• [RECORDED INFORMATION]:
======

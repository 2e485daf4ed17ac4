//! Configuration options for a single aggregation run.

use serde::{Deserialize, Serialize};

/// Marker written for empty cells unless overridden.
pub const DEFAULT_MISSING_TOKEN: &str = "\\N";

/// Genomic positions whose allele frequencies are exported by default.
pub const DEFAULT_ALLELE_POSITIONS: &[u64] = &[10218];

/// How viral load readings enter the derived statistics.
#[derive(Debug, Clone, Copy, PartialEq, Eq, Default, Serialize, Deserialize)]
pub enum ViralLoadScale {
    /// Raw copies/mL.
    #[default]
    Linear,
    /// `log10(1 + copies/mL)`, applied to each reading before aggregation.
    Log10,
}

/// Options controlling the aggregation and export of a dataset.
#[derive(Debug, Clone, PartialEq, Eq, Serialize, Deserialize)]
pub struct AggregationOptions {
    /// Merge SNP, allele frequency and cluster data into the dataset.
    pub include_sequencing: bool,
    pub viral_load_scale: ViralLoadScale,
    /// Token substituted for empty cells in the data file.
    pub missing_token: String,
    /// Allele-frequency sites to keep; empty keeps every site.
    pub allele_positions: Vec<u64>,
}

impl Default for AggregationOptions {
    fn default() -> Self {
        Self {
            include_sequencing: false,
            viral_load_scale: ViralLoadScale::Linear,
            missing_token: DEFAULT_MISSING_TOKEN.to_string(),
            allele_positions: DEFAULT_ALLELE_POSITIONS.to_vec(),
        }
    }
}

impl AggregationOptions {
    #[must_use]
    pub fn with_sequencing(mut self, enable: bool) -> Self {
        self.include_sequencing = enable;
        self
    }

    #[must_use]
    pub fn with_log_viral_load(mut self, enable: bool) -> Self {
        self.viral_load_scale = if enable {
            ViralLoadScale::Log10
        } else {
            ViralLoadScale::Linear
        };
        self
    }

    #[must_use]
    pub fn with_missing_token(mut self, token: impl Into<String>) -> Self {
        self.missing_token = token.into();
        self
    }

    #[must_use]
    pub fn with_allele_positions(mut self, positions: Vec<u64>) -> Self {
        self.allele_positions = positions;
        self
    }

    pub fn log_viral_load(&self) -> bool {
        self.viral_load_scale == ViralLoadScale::Log10
    }
}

======

• [TASK DETAILS]: Give back exactly what runs from the first line of the listing above to the line that contains "into the dataset.", keeping both end lines.

• [RESULT FOR THIS TASK]:
repository 2e485daf4ed17ac4
//! Configuration options for a single aggregation run.

use serde::{Deserialize, Serialize};

/// Marker written for empty cells unless overridden.
pub const DEFAULT_MISSING_TOKEN: &str = "\\N";

/// Genomic positions whose allele frequencies are exported by default.
pub const DEFAULT_ALLELE_POSITIONS: &[u64] = &[10218];

/// How viral load readings enter the derived statistics.
#[derive(Debug, Clone, Copy, PartialEq, Eq, Default, Serialize, Deserialize)]
pub enum ViralLoadScale {
    /// Raw copies/mL.
    #[default]
    Linear,
    /// `log10(1 + copies/mL)`, applied to each reading before aggregation.
    Log10,
}

/// Options controlling the aggregation and export of a dataset.
#[derive(Debug, Clone, PartialEq, Eq, Serialize, Deserialize)]
pub struct AggregationOptions {
    /// Merge SNP, allele frequency and cluster data into the dataset.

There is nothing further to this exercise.